● Task brief
Take the entries below and print, exactly, the stretch from the line containing "initial trellis state." through the line containing "access service request.", both included.

● Data to examine
- - - - - - -
//! Trunking signalling blocks and the per-opcode message family carried in them.

use tracing::debug;

use crate::error::{FrameFault, Result};
use crate::framing::{Block, BlockFraming, BLOCK_BYTES};
use crate::site::SiteData;
use crate::trunking::Direction;
use crate::trunking::consts::MFID_STANDARD;
use crate::trunking::{broadcast, response, sndcp, voice};
use crate::util::{put_u32, slice_u32};

/// Generic trunking signalling block with its 64-bit value still packed.
#[derive(Copy, Clone, Debug, Default, Eq, PartialEq)]
pub struct TsbkBlock {
    /// Whether this is the last block of the burst.
    pub last_block: bool,
    /// Whether the block is protected (encrypted).
    pub protect: bool,
    /// Opcode (6 bits).
    pub opcode: u8,
    /// Manufacturer ID.
    pub mfid: u8,
    /// Opcode specific value.
    pub value: u64,
}

impl TsbkBlock {
    /// Parse the header fields and value out of the given CRC-checked block.
    pub fn from_block(block: &Block) -> TsbkBlock {
        TsbkBlock {
            last_block: block[0] >> 7 == 1,
            protect: block[0] >> 6 & 1 == 1,
            opcode: block[0] & 0x3F,
            mfid: block[1],
            value: (slice_u32(&block[2..]) as u64) << 32 | slice_u32(&block[6..]) as u64,
        }
    }

    /// Pack the block, leaving the CRC bytes for the framing to fill.
    pub fn to_block(&self) -> Block {
        assert!(self.opcode >> 6 == 0);

        let mut block = [0; BLOCK_BYTES];

        block[0] = (self.last_block as u8) << 7 | (self.protect as u8) << 6 | self.opcode;
        block[1] = self.mfid;
        put_u32(&mut block[2..], (self.value >> 32) as u32);
        put_u32(&mut block[6..], self.value as u32);

        block
    }

    /// Strip the framing off the given frame and parse the block.
    pub fn decode<F: BlockFraming>(framing: &mut F, frame: &[u8]) -> Result<TsbkBlock> {
        framing.decode_frame(frame).map(|b| TsbkBlock::from_block(&b))
    }

    /// Frame the block into the given buffer.
    pub fn encode<F: BlockFraming>(&self, framing: &mut F, frame: &mut [u8]) {
        framing.encode_frame(&self.to_block(), frame)
    }

    /// Build the single (last) block carrying the given message.
    pub fn from_payload<P: TsbkPayload>(payload: &P, site: &SiteData) -> Result<TsbkBlock> {
        Ok(TsbkBlock {
            last_block: true,
            protect: false,
            opcode: P::OPCODE,
            mfid: P::MFID,
            value: payload.to_value(site)?,
        })
    }

    /// Extract the given message from the block, if the block carries it.
    pub fn payload<P: TsbkPayload>(&self) -> Result<P> {
        if self.opcode != P::OPCODE || self.mfid != P::MFID {
            debug!(opcode = self.opcode, mfid = self.mfid, want = P::OPCODE, "opcode mismatch");
            return Err(FrameFault::OpcodeMismatch.into());
        }

        Ok(P::from_value(self.value))
    }
}

/// Layout of one opcode's fields within the 64-bit block value.
pub trait TsbkPayload: Sized {
    /// Opcode identifying the message.
    const OPCODE: u8;
    /// Manufacturer ID the opcode belongs to.
    const MFID: u8 = MFID_STANDARD;
    /// Direction the opcode is limited to, or `None` if it's the same in both.
    const DIRECTION: Option<Direction>;

    /// Unpack the fields from the given value.
    fn from_value(value: u64) -> Self;

    /// Pack the fields into a value, filling unset fields from the given site.
    fn to_value(&self, site: &SiteData) -> Result<u64>;

    /// Human readable label for the given direction.
    fn describe(dir: Direction) -> &'static str;

    /// Whether the given block, seen travelling in the given direction, carries this
    /// message.
    fn matches(block: &TsbkBlock, dir: Direction) -> bool {
        block.opcode == Self::OPCODE && block.mfid == Self::MFID &&
            Self::DIRECTION.map_or(true, |d| d == dir)
    }

    /// Decode the message from the given frame.
    fn decode<F: BlockFraming>(framing: &mut F, frame: &[u8]) -> Result<Self> {
        TsbkBlock::decode(framing, frame)?.payload()
    }

    /// Encode the message into the given frame. Nothing is written if encoding is
    /// refused.
    fn encode<F: BlockFraming>(&self, site: &SiteData, framing: &mut F, frame: &mut [u8])
        -> Result<()>
    {
        TsbkBlock::from_payload(self, site)?.encode(framing, frame);
        Ok(())
    }
}

macro_rules! tsbk_messages {
    ($($variant:ident($ty:ty),)+) => {
        /// Trunking message decoded from a signalling block.
        #[derive(Clone, Debug, PartialEq)]
        pub enum TsbkMessage {
            $($variant($ty),)+
            /// Opcode this crate has no layout for.
            Unknown(TsbkBlock),
        }

        impl TsbkMessage {
            /// Interpret the given block, seen travelling in the given direction.
            pub fn from_block(block: TsbkBlock, dir: Direction) -> TsbkMessage {
                $(
                    if <$ty as TsbkPayload>::matches(&block, dir) {
                        return TsbkMessage::$variant(<$ty as TsbkPayload>::from_value(block.value));
                    }
                )+

                TsbkMessage::Unknown(block)
            }

            /// Build the block carrying this message.
            pub fn to_block(&self, site: &SiteData) -> Result<TsbkBlock> {
                match *self {
                    $(TsbkMessage::$variant(ref p) => TsbkBlock::from_payload(p, site),)+
                    TsbkMessage::Unknown(block) => Ok(block),
                }
            }

            /// Human readable label for the message in the given direction.
            pub fn describe(&self, dir: Direction) -> &'static str {
                match *self {
                    $(TsbkMessage::$variant(_) => <$ty as TsbkPayload>::describe(dir),)+
                    TsbkMessage::Unknown(_) => "TSBKO, UNKNOWN",
                }
            }
        }

        $(
            impl From<$ty> for TsbkMessage {
                fn from(p: $ty) -> Self { TsbkMessage::$variant(p) }
            }
        )+
    };
}

tsbk_messages! {
    GrpVch(voice::GrpVch),
    GrpVchGrantUpd(voice::GrpVchGrantUpd),
    UuVchReq(voice::UuVchReq),
    UuVchGrant(voice::UuVchGrant),
    UuAns(voice::UuAns),
    CallAlrt(voice::CallAlrt),
    CallTerm(voice::CallTerm),
    SndcpChGnt(sndcp::SndcpChGnt),
    SndcpRecReq(sndcp::SndcpRecReq),
    QueRsp(response::QueRsp),
    DenyRsp(response::DenyRsp),
    GrpAffReq(response::GrpAffReq),
    GrpAffRsp(response::GrpAffRsp),
    URegReq(response::URegReq),
    URegRsp(response::URegRsp),
    UDeregAck(response::UDeregAck),
    IdenUpVu(broadcast::IdenUpVu),
    IdenUp(broadcast::IdenUp),
    SysSrvBcast(broadcast::SysSrvBcast),
    Sccb(broadcast::Sccb),
    RfssStsBcast(broadcast::RfssStsBcast),
    NetStsBcast(broadcast::NetStsBcast),
    AdjStsBcast(broadcast::AdjStsBcast),
}

impl TsbkMessage {
    /// Decode a message from the given frame.
    pub fn decode<F: BlockFraming>(framing: &mut F, frame: &[u8], dir: Direction)
        -> Result<TsbkMessage>
    {
        TsbkBlock::decode(framing, frame).map(|b| TsbkMessage::from_block(b, dir))
    }

    /// Encode the message into the given frame. Nothing is written if encoding is
    /// refused.
    pub fn encode<F: BlockFraming>(&self, site: &SiteData, framing: &mut F,
                                   frame: &mut [u8])
        -> Result<()>
    {
        self.to_block(site)?.encode(framing, frame);
        Ok(())
    }
}

/// Encode the message through trellis framing and decode it back.
#[cfg(test)]
pub(crate) fn round_trip<P: TsbkPayload>(payload: &P, site: &SiteData) -> P {
    use crate::framing::{TrellisFraming, TRELLIS_BYTES};

    let mut frame = [0; TRELLIS_BYTES];
    payload.encode(site, &mut TrellisFraming, &mut frame).unwrap();

    let block = TsbkBlock::decode(&mut TrellisFraming, &frame).unwrap();
    assert!(P::matches(&block, P::DIRECTION.unwrap_or(Direction::Outbound)));

    block.payload().unwrap()
}
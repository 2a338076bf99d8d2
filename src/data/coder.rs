//! Provides a convenience interface for trellis coding a block into a dibit buffer.

use crate::bits::{Dibit, Dibits};
use crate::coding::trellis::TrellisEncoder;

/// Number of dibits produced by coding a 12-byte block, including the flushing pair.
pub const CODING_DIBITS: usize = 98;

/// Half-rate (dibit) convolutional coder.
pub struct DibitCoder {
    /// Convolutional state machine.
    fsm: TrellisEncoder,
    /// Current coded buffer.
    buf: [Dibit; CODING_DIBITS],
    /// Current index into `buf`.
    pos: usize,
}

impl DibitCoder {
    /// Construct a new `DibitCoder` at the initial trellis state.
    pub fn new() -> DibitCoder {
        DibitCoder {
            fsm: TrellisEncoder::new(),
            buf: [Dibit::default(); CODING_DIBITS],
            pos: 0,
        }
    }

    /// Code the given bytes as dibits.
    pub fn feed_bytes<T: Iterator<Item = u8>>(mut self, bytes: T) -> Self {
        for dibit in Dibits::new(bytes) {
            let pair = self.fsm.feed(dibit);
            self.append(pair);
        }

        self
    }

    /// Flush the state machine and return the coded buffer of dibits.
    pub fn finish(mut self) -> [Dibit; CODING_DIBITS] {
        let pair = self.fsm.finish();
        self.append(pair);

        assert!(self.pos == self.buf.len());

        self.buf
    }

    /// Append the given dibit pair to the buffer.
    fn append(&mut self, (a, b): (Dibit, Dibit)) {
        self.buf[self.pos] = a;
        self.pos += 1;
        self.buf[self.pos] = b;
        self.pos += 1;
    }
}

impl Default for DibitCoder {
    fn default() -> Self { Self::new() }
}
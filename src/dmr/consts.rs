//! Opcodes and feature set IDs for DMR control signalling blocks.

/// Standard ETSI feature set.
pub const FID_ETSI: u8 = 0x00;
/// DMR Association feature set.
pub const FID_DMRA: u8 = 0x10;
/// DVM open control system feature set.
pub const FID_DVM: u8 = 0x9C;

/// Unit to unit voice service request.
pub const CSBKO_UU_V_REQ: u8 = 0x04;
/// Unit to unit voice service answer response.
pub const CSBKO_UU_ANS_RSP: u8 = 0x05;
/// Negative acknowledgement response.
pub const CSBKO_NACK_RSP: u8 = 0x26;
/// Call alert, sent as a random access service request.
pub const CSBKO_RAND: u8 = 0x1F;
/// BS outbound activation.
pub const CSBKO_BSDWNACT: u8 = 0x38;

/// Group/individual flag in the call alert options.
pub const CALL_ALRT_GROUP: u8 = 0x40;
//! P25 trunking control channel messages: single-block TSBKs and alternate multi-block
//! (AMBT) messages.

pub mod ambt;
pub mod broadcast;
pub mod consts;
pub mod fields;
pub mod response;
pub mod sndcp;
pub mod tsbk;
pub mod voice;

pub use self::ambt::{AmbtMessage, AmbtPayload};
pub use self::tsbk::{TsbkBlock, TsbkMessage, TsbkPayload};

/// Direction a message travels relative to the infrastructure.
#[derive(Copy, Clone, Debug, Eq, PartialEq, Hash)]
pub enum Direction {
    /// Subscriber to infrastructure (ISP).
    Inbound,
    /// Infrastructure to subscriber (OSP).
    Outbound,
}

impl Direction {
    /// Whether the direction is outbound.
    pub fn is_outbound(&self) -> bool { *self == Direction::Outbound }
}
- - - - - - -
● Exercise solution
    /// Construct a new `DibitCoder` at the initial trellis state.
    pub fn new() -> DibitCoder {
        DibitCoder {
            fsm: TrellisEncoder::new(),
            buf: [Dibit::default(); CODING_DIBITS],
            pos: 0,
        }
    }

    /// Code the given bytes as dibits.
    pub fn feed_bytes<T: Iterator<Item = u8>>(mut self, bytes: T) -> Self {
        for dibit in Dibits::new(bytes) {
            let pair = self.fsm.feed(dibit);
            self.append(pair);
        }

        self
    }

    /// Flush the state machine and return the coded buffer of dibits.
    pub fn finish(mut self) -> [Dibit; CODING_DIBITS] {
        let pair = self.fsm.finish();
        self.append(pair);

        assert!(self.pos == self.buf.len());

        self.buf
    }

    /// Append the given dibit pair to the buffer.
    fn append(&mut self, (a, b): (Dibit, Dibit)) {
        self.buf[self.pos] = a;
        self.pos += 1;
        self.buf[self.pos] = b;
        self.pos += 1;
    }
}

impl Default for DibitCoder {
    fn default() -> Self { Self::new() }
}
filename src/dmr/consts.rs
//! Opcodes and feature set IDs for DMR control signalling blocks.

/// Standard ETSI feature set.
pub const FID_ETSI: u8 = 0x00;
/// DMR Association feature set.
pub const FID_DMRA: u8 = 0x10;
/// DVM open control system feature set.
pub const FID_DVM: u8 = 0x9C;

/// Unit to unit voice service request.
pub const CSBKO_UU_V_REQ: u8 = 0x04;
/// Unit to unit voice service answer response.
pub const CSBKO_UU_ANS_RSP: u8 = 0x05;
/// Negative acknowledgement response.
pub const CSBKO_NACK_RSP: u8 = 0x26;
/// Call alert, sent as a random access service request.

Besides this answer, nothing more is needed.